A quelques jours du lancement de Netflix en France, notre contributrice Violaine Schütz jette un pavé dans la mare : séries versus clubs, la guerre est déclarée !

L’arrivée à la rentrée de Netflix et Vodkaster en France, deux géants du streaming à bas prix, sont peut-être une bonne nouvelle pour les cinéphiles. Un peu moins pour les noctambules et les patrons de clubs. Je m’explique.

Depuis quelques temps, on ne compte plus les empêcheurs de danser en rond qui désertent le dancefloor ou le comptoir pour leur lit en tête-à-tête avec une série. Car non, le fait que certains sortent moins n’est pas dû à l’absence de lieux merveilleux, du manque de folie des Français (par rapport aux voisins barcelonais par exemple), de la crise économique ou des plaintes du voisinage. D’après une enquête très sérieuse, longue et documentée effectuée auprès de mon entourage restreint, la baisse de fréquentation de certaines salles obscures n’a qu’une seule et unique cause : la qualité des séries télé américaines.

Faites le test autour de vous. Analysez le nombre d’amis, parents, collègues, connaissances qui annulent au dernier moment une soirée parce qu’ils sont fatigués. Interrogez-le traite lendemain, sur ce qu’il a fait hier. Une grippe A l’a terrassé ? Il avait un rendez-vous Tinder (pas raté)? Il n’a pas survécu au Ice Bucket challenge ? Non la vérité est bien plus sobre : il ou elle (le lâche) était en pyjou devant True Detective, Vikings, Orange Is The New Black, Mad Men, Master Of Sex, Girls, Homeland ou Game Of Thrones (rayez la mention inutile). Car l’époque est ainsi : le binge watching a remplacé le binge drinking. Rarement satisfait par la vision d’un petit épisode, comme on ne se satisfait pas d’un seul petit drink ou d’un seul club, on a le besoin viscéral de rempiler. Ou parce qu’on est amoureux du héros, comme on peut être à fond sur le barman. Tournée d’épisodes au programme !
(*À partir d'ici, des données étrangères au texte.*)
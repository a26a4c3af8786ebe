//! Patient list with client-side search.

use leptos::prelude::*;

use crate::net::types::Patient;
use crate::state::session::SessionState;

#[component]
pub fn PatientListPage() -> impl IntoView {
    let session = expect_context::<RwSignal<SessionState>>();
    let patients = LocalResource::new(move || crate::net::api::list_patients(session));
    let search = RwSignal::new(String::new());

    let matches = move |patient: &Patient| {
        let needle = search.get().to_lowercase();
        needle.is_empty()
            || patient.display_name().to_lowercase().contains(&needle)
            || patient.personal_info.rut.to_lowercase().contains(&needle)
    };

    view! {
        <div class="patients-page">
            <header class="patients-page__header">
                <h1>"Pacientes"</h1>
                <a href="/dashboard/patients/new" class="btn btn--primary">"+ Nuevo Paciente"</a>
            </header>

            <input
                class="patients-page__search"
                type="search"
                placeholder="Buscar por nombre o RUT..."
                prop:value=move || search.get()
                on:input=move |ev| search.set(event_target_value(&ev))
            />

            <Suspense fallback=move || view! { <p>"Cargando pacientes..."</p> }>
                {move || {
                    patients.get().map(|result| match result {
                        Ok(list) => {
                            let visible: Vec<_> = list.into_iter().filter(|p| matches(p)).collect();
                            if visible.is_empty() {
                                view! { <p class="patients-page__empty">"Sin resultados."</p> }.into_any()
                            } else {
                                view! {
                                    <ul class="patients-page__list">
                                        {visible
                                            .into_iter()
                                            .map(|p| view! { <PatientRow patient=p/> })
                                            .collect::<Vec<_>>()}
                                    </ul>
                                }
                                    .into_any()
                            }
                        }
                        Err(e) => {
                            view! { <p class="patients-page__error">{format!("No pudimos cargar los pacientes: {e}")}</p> }
                                .into_any()
                        }
                    })
                }}
            </Suspense>
        </div>
    }
}

#[component]
fn PatientRow(patient: Patient) -> impl IntoView {
    let href = format!("/dashboard/patients/{}", patient.id);
    let diagnosis = patient
        .personal_info
        .diagnosis
        .clone()
        .unwrap_or_else(|| "Sin diagnóstico".to_owned());

    view! {
        <li class="patient-row">
            <a href=href class="patient-row__link">
                <span class="patient-row__name">{patient.display_name()}</span>
                <span class="patient-row__rut">{patient.personal_info.rut.clone()}</span>
                <span class="patient-row__diagnosis">{diagnosis}</span>
            </a>
        </li>
    }
}
//! Patient detail: clinical record, session timeline, and collaboration.

use leptos::prelude::*;
use leptos_router::hooks::use_params_map;

use crate::components::form::{FormError, TextAreaField, TextField};
use crate::net::types::SessionPayload;
use crate::state::session::SessionState;

#[component]
pub fn PatientDetailPage() -> impl IntoView {
    let session = expect_context::<RwSignal<SessionState>>();
    let params = use_params_map();
    let patient_id = move || params.read().get("id").unwrap_or_default();

    let patient = LocalResource::new(move || {
        let id = patient_id();
        async move { crate::net::api::fetch_patient(session, &id).await }
    });
    let sessions = LocalResource::new(move || {
        let id = patient_id();
        async move { crate::net::api::list_sessions(session, &id, None).await }
    });
    let reports = LocalResource::new(move || {
        let id = patient_id();
        async move { crate::net::api::list_reports(session, &id).await }
    });

    view! {
        <div class="patient-detail-page">
            <Suspense fallback=move || view! { <p>"Cargando ficha..."</p> }>
                {move || {
                    patient.get().map(|result| match result {
                        Ok(p) => {
                            let info = p.personal_info.clone();
                            view! {
                                <header class="patient-detail-page__header">
                                    <h1>{p.display_name()}</h1>
                                    <p class="patient-detail-page__meta">
                                        {info.rut} " · " {info.phone} " · "
                                        {info.diagnosis.unwrap_or_else(|| "Sin diagnóstico".to_owned())}
                                    </p>
                                </header>
                            }
                                .into_any()
                        }
                        Err(e) => view! { <p class="patient-detail-page__error">{format!("Ficha no disponible: {e}")}</p> }.into_any(),
                    })
                }}
            </Suspense>

            <SessionTimeline sessions=sessions/>
            <NewSessionForm patient_id=Signal::derive(patient_id) sessions=sessions/>

            <section class="patient-detail-page__reports">
                <h3>"Informes"</h3>
                <Suspense fallback=move || view! { <p>"Cargando informes..."</p> }>
                    {move || {
                        reports.get().map(|result| {
                            let list = result.unwrap_or_default();
                            if list.is_empty() {
                                view! { <p>"Sin informes emitidos."</p> }.into_any()
                            } else {
                                view! {
                                    <ul>
                                        {list
                                            .into_iter()
                                            .map(|r| view! { <li>{r.title} " — " {r.created_at}</li> })
                                            .collect::<Vec<_>>()}
                                    </ul>
                                }
                                    .into_any()
                            }
                        })
                    }}
                </Suspense>
            </section>

            <InvitePanel patient_id=Signal::derive(patient_id)/>
        </div>
    }
}

/// Chronological list of logged treatment sessions.
#[component]
fn SessionTimeline(
    sessions: LocalResource<Result<Vec<crate::net::types::TreatmentSession>, crate::net::api::ApiError>>,
) -> impl IntoView {
    view! {
        <section class="patient-detail-page__sessions">
            <h3>"Bitácora de sesiones"</h3>
            <Suspense fallback=move || view! { <p>"Cargando sesiones..."</p> }>
                {move || {
                    sessions.get().map(|result| {
                        let list = result.unwrap_or_default();
                        if list.is_empty() {
                            view! { <p>"Aún no hay sesiones registradas."</p> }.into_any()
                        } else {
                            view! {
                                <ul class="session-timeline">
                                    {list
                                        .into_iter()
                                        .map(|s| {
                                            let incident = s.has_incident.then(|| {
                                                let details = s
                                                    .incident_details
                                                    .clone()
                                                    .unwrap_or_else(|| "sin detalle".to_owned());
                                                view! { <p class="session-timeline__incident">"⚠ Incidente: " {details}</p> }
                                            });
                                            view! {
                                                <li class="session-timeline__item">
                                                    <span class="session-timeline__date">{s.created_at.clone()}</span>
                                                    <p class="session-timeline__plan">{s.intervention_plan.clone()}</p>
                                                    <p>{s.description.clone()}</p>
                                                    {incident}
                                                </li>
                                            }
                                        })
                                        .collect::<Vec<_>>()}
                                </ul>
                            }
                                .into_any()
                        }
                    })
                }}
            </Suspense>
        </section>
    }
}

/// Form logging a new treatment session for this patient.
#[component]
fn NewSessionForm(
    patient_id: Signal<String>,
    sessions: LocalResource<Result<Vec<crate::net::types::TreatmentSession>, crate::net::api::ApiError>>,
) -> impl IntoView {
    let session = expect_context::<RwSignal<SessionState>>();

    let intervention_plan = RwSignal::new(String::new());
    let description = RwSignal::new(String::new());
    let has_incident = RwSignal::new(false);
    let incident_details = RwSignal::new(String::new());
    let error = RwSignal::new(None::<String>);
    let pending = RwSignal::new(false);

    let on_submit = move |ev: leptos::ev::SubmitEvent| {
        ev.prevent_default();
        if pending.get() {
            return;
        }
        if description.get().trim().is_empty() {
            error.set(Some("Describe la evolución de la sesión".to_owned()));
            return;
        }

        let payload = SessionPayload {
            patient_id: patient_id.get(),
            intervention_plan: intervention_plan.get().trim().to_owned(),
            description: description.get().trim().to_owned(),
            has_incident: has_incident.get(),
            incident_details: has_incident
                .get()
                .then(|| incident_details.get().trim().to_owned()),
            photos: None,
        };

        pending.set(true);
        error.set(None);
        leptos::task::spawn_local(async move {
            match crate::net::api::create_session(session, &payload).await {
                Ok(_) => {
                    intervention_plan.set(String::new());
                    description.set(String::new());
                    has_incident.set(false);
                    incident_details.set(String::new());
                    sessions.refetch();
                }
                Err(e) => {
                    leptos::logging::error!("session creation failed: {e}");
                    error.set(Some("No pudimos registrar la sesión.".to_owned()));
                }
            }
            pending.set(false);
        });
    };

    view! {
        <section class="patient-detail-page__new-session">
            <h3>"Registrar sesión"</h3>
            <form on:submit=on_submit>
                <TextField label="Plan de intervención" value=intervention_plan/>
                <TextAreaField label="Evolución" value=description/>
                <label class="field field--inline">
                    <input
                        type="checkbox"
                        prop:checked=move || has_incident.get()
                        on:change=move |ev| has_incident.set(event_target_checked(&ev))
                    />
                    <span>"Hubo un incidente"</span>
                </label>
                <Show when=move || has_incident.get()>
                    <TextAreaField label="Detalle del incidente" value=incident_details/>
                </Show>
                <FormError error=error/>
                <button class="btn btn--primary" type="submit" disabled=move || pending.get()>
                    {move || if pending.get() { "Guardando..." } else { "Guardar sesión" }}
                </button>
            </form>
        </section>
    }
}

/// Invite another professional to collaborate on this record.
#[component]
fn InvitePanel(patient_id: Signal<String>) -> impl IntoView {
    let session = expect_context::<RwSignal<SessionState>>();
    let email = RwSignal::new(String::new());
    let sent = RwSignal::new(false);
    let error = RwSignal::new(None::<String>);

    let on_invite = move |_| {
        let address = email.get().trim().to_owned();
        if address.is_empty() {
            return;
        }
        error.set(None);
        leptos::task::spawn_local(async move {
            match crate::net::api::invite_collaborator(session, &patient_id.get_untracked(), &address)
                .await
            {
                Ok(()) => {
                    sent.set(true);
                    email.set(String::new());
                }
                Err(e) => {
                    leptos::logging::error!("collaboration invite failed: {e}");
                    error.set(Some("No pudimos enviar la invitación.".to_owned()));
                }
            }
        });
    };

    view! {
        <section class="patient-detail-page__invite">
            <h3>"Invitar colaborador"</h3>
            <div class="invite-panel">
                <input
                    type="email"
                    placeholder="correo@profesional.cl"
                    prop:value=move || email.get()
                    on:input=move |ev| {
                        email.set(event_target_value(&ev));
                        sent.set(false);
                    }
                />
                <button class="btn" on:click=on_invite>"Invitar"</button>
            </div>
            <Show when=move || sent.get()>
                <p class="invite-panel__sent">"Invitación enviada."</p>
            </Show>
            <FormError error=error/>
        </section>
    }
}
Il faut dire que séries, c’est plus ce que c’était. On oublie le scénario d’ “Alerte à Malibu” moins épais qu’un sein de Pamela, et les rires enregistrés de “Madame est Servie”. La série d’aujourd’hui est un bijou, avec des acteurs de fou, un scenar écrit par 50 personnes, du suspense, des larmes, du budget… Résultat ? On ne compte plus les ex clubbers repentis qui préfèrent désormais rester (un peu honteux) sous leur couette avec une tisane, en enchaînant fébrilement les épisodes de leur feuilleton fétiche, que s’habiller pour sortir dans une fête dont le scénario sera peut-être plus soumis au doute.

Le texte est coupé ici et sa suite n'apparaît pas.